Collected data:
--- START ---

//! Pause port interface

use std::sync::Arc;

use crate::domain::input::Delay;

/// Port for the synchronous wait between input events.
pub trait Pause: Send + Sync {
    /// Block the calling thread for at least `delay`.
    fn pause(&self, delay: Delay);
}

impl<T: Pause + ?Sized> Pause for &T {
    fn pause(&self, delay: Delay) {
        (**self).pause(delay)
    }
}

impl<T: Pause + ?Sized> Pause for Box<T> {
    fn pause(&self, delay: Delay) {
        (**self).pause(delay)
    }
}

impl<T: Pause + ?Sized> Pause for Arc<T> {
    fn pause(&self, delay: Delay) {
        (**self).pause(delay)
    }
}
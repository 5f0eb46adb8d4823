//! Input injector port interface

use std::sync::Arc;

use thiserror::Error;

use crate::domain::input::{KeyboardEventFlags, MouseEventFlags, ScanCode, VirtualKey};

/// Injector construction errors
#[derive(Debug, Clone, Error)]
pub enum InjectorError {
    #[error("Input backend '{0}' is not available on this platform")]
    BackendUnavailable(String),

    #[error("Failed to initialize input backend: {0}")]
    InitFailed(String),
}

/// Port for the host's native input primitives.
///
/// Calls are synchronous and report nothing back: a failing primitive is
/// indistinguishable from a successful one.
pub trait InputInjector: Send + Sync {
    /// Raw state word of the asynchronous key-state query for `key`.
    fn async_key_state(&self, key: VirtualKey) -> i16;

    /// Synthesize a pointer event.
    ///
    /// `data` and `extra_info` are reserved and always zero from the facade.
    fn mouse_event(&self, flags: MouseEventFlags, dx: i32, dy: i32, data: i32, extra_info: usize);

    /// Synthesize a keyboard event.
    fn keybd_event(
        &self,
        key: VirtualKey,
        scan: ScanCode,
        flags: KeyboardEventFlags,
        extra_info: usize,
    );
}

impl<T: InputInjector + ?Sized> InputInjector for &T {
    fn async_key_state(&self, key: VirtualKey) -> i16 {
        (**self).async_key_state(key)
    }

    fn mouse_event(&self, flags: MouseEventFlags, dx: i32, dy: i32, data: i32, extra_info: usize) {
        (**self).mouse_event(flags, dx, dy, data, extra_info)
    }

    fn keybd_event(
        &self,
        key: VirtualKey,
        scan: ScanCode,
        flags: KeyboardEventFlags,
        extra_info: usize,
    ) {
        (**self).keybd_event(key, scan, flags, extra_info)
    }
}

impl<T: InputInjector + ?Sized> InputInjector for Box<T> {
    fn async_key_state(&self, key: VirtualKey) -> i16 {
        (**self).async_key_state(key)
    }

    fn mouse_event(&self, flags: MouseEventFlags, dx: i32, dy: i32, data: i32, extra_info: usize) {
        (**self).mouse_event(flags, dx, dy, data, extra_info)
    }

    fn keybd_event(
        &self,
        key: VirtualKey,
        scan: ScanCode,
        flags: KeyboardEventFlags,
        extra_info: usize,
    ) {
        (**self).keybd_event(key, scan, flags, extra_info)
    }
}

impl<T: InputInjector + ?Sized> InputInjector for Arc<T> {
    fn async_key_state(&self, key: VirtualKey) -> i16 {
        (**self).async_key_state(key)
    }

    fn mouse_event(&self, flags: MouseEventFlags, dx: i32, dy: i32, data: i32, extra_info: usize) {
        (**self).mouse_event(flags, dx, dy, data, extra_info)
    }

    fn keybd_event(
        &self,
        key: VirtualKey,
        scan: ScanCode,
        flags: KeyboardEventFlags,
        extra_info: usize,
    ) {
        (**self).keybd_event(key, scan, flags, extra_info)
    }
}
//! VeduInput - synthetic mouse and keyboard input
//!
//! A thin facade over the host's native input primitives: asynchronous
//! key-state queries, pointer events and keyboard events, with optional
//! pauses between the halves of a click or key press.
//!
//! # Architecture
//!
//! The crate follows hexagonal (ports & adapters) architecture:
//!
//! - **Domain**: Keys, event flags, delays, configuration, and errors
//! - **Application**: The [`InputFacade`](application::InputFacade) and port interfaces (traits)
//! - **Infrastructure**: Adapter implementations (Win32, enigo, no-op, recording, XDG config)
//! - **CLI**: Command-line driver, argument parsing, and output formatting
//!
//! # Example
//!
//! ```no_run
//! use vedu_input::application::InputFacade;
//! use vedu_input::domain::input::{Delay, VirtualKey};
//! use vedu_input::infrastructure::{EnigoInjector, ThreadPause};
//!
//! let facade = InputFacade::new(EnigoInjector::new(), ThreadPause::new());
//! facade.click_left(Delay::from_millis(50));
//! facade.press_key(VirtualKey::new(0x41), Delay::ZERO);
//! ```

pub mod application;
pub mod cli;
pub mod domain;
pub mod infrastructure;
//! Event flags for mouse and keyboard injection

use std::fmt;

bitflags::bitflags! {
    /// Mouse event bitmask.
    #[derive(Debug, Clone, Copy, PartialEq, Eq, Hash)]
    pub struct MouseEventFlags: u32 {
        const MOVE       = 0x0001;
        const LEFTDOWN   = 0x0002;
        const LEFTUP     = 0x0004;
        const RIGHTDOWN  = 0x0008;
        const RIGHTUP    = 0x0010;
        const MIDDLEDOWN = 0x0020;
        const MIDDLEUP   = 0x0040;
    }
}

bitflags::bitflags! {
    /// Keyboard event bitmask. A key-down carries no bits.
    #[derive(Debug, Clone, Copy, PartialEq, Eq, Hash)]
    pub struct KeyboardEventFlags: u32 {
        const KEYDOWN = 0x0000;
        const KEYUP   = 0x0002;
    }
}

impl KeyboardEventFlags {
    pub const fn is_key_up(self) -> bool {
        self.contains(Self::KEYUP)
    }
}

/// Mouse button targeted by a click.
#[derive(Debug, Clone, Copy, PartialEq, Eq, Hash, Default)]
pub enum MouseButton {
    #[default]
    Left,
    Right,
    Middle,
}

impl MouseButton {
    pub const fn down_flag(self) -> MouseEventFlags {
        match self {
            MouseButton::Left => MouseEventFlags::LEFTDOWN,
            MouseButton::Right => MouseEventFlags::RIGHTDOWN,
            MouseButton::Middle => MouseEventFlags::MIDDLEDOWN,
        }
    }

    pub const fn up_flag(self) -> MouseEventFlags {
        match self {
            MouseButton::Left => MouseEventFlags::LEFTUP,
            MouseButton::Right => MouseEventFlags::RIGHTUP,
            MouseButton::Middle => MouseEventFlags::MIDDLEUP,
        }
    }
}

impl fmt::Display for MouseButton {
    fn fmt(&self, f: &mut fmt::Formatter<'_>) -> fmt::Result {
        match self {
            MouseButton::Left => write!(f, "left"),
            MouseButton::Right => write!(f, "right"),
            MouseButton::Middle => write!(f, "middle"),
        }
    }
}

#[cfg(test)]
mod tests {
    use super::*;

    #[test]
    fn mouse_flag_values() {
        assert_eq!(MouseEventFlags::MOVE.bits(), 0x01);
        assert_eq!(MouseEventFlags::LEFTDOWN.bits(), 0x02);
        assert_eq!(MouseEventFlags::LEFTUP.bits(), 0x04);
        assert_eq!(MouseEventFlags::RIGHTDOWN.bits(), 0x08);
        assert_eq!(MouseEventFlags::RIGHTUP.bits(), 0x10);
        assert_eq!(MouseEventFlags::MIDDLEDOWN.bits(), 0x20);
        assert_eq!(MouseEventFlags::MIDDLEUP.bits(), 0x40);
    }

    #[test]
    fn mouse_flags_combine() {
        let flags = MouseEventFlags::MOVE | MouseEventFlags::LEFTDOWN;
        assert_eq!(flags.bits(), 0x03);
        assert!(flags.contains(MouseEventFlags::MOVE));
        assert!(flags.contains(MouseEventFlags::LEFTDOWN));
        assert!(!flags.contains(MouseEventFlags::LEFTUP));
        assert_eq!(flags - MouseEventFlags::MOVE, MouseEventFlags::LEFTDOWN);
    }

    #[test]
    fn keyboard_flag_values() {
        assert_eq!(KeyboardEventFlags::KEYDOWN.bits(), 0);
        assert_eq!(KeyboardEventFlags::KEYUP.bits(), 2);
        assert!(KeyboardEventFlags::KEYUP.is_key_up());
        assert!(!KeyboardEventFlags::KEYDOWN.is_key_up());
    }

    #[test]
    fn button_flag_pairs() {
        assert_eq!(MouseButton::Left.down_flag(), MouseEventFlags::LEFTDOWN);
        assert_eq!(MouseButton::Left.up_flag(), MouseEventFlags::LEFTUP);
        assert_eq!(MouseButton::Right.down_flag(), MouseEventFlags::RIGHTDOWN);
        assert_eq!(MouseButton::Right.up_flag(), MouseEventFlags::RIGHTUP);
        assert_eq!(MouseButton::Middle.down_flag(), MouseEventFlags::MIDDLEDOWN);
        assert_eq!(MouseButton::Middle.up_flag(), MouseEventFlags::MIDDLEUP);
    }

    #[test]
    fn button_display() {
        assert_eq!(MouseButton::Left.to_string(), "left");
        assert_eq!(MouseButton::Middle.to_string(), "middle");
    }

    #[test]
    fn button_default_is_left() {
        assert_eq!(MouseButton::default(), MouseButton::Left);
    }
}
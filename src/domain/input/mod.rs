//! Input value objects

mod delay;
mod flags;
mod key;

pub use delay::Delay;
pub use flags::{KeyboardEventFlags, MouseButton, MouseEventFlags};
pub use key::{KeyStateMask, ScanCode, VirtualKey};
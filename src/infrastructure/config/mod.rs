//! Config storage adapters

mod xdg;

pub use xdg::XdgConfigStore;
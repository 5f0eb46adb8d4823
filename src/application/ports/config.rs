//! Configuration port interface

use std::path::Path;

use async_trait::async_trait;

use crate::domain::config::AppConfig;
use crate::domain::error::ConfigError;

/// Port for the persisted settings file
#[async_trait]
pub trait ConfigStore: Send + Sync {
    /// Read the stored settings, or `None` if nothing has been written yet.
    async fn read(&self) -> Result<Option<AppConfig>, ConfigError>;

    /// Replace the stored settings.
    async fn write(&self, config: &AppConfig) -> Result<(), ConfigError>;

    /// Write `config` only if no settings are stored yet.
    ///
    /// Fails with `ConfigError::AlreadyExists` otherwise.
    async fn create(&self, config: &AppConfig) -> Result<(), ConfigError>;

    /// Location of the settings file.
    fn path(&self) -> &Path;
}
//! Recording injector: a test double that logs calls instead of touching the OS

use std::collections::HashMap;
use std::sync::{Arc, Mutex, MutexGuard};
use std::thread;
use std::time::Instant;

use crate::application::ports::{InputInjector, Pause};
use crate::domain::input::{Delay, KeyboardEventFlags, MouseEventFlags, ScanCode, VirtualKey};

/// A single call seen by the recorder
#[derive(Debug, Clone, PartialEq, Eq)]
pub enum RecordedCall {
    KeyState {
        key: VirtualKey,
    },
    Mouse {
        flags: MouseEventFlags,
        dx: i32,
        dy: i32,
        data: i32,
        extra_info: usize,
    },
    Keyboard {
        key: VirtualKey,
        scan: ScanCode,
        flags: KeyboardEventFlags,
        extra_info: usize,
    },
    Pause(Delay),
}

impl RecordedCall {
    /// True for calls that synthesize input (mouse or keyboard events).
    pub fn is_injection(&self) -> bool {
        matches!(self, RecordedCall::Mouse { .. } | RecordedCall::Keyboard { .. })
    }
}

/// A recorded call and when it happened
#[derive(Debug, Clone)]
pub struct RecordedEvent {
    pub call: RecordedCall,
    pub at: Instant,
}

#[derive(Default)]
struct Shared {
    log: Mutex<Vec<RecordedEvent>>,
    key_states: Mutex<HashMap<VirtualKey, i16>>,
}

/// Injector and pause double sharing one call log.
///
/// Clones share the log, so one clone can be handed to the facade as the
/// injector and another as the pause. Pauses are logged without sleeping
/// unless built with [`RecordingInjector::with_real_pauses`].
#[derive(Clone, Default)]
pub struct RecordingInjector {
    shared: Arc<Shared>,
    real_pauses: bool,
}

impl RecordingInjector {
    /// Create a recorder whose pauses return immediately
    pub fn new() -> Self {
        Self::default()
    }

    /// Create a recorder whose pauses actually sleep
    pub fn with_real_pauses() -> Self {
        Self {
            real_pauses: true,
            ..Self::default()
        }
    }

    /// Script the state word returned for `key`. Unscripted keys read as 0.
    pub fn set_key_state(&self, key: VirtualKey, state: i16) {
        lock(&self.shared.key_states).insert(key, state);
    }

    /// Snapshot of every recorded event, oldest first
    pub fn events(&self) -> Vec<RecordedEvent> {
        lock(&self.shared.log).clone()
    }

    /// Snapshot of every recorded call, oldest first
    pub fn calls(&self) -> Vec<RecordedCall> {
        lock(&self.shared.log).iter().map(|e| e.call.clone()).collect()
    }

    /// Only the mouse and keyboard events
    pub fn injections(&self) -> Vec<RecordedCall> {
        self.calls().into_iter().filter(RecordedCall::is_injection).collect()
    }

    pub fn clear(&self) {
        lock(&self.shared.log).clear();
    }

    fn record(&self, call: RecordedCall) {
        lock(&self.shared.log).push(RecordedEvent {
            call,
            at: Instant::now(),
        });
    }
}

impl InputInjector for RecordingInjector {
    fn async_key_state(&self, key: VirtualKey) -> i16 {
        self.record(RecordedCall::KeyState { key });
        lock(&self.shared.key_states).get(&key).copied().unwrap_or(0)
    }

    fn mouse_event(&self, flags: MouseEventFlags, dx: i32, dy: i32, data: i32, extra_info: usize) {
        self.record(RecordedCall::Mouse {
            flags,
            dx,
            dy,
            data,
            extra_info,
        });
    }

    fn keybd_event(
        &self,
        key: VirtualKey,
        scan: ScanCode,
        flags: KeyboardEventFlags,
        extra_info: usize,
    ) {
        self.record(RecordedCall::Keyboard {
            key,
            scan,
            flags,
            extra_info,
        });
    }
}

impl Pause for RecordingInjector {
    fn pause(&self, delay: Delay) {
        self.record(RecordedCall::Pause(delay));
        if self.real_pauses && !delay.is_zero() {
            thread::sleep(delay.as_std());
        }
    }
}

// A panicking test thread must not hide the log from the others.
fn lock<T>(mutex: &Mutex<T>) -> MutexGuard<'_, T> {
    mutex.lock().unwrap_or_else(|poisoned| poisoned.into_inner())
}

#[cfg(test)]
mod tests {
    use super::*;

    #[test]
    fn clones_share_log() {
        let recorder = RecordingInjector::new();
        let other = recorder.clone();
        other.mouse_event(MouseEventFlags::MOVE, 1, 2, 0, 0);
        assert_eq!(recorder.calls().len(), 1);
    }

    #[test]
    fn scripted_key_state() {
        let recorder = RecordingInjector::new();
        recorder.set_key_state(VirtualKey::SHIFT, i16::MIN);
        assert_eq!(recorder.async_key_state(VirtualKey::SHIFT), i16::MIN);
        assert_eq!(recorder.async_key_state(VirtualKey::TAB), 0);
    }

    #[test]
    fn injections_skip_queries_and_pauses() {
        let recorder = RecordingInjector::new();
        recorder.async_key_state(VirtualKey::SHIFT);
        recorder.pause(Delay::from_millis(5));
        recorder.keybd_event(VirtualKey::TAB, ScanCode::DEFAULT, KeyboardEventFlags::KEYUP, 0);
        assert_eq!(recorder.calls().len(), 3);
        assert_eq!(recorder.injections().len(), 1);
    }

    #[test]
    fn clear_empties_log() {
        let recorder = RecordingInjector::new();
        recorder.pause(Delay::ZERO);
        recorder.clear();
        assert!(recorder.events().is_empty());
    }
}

--- END ---

§ WHAT TO PRODUCE
Go line by line through the data and copy any that contain "between".

§ SOLUTION
/// Port for the synchronous wait between input events.
//! pauses between the halves of a click or key press.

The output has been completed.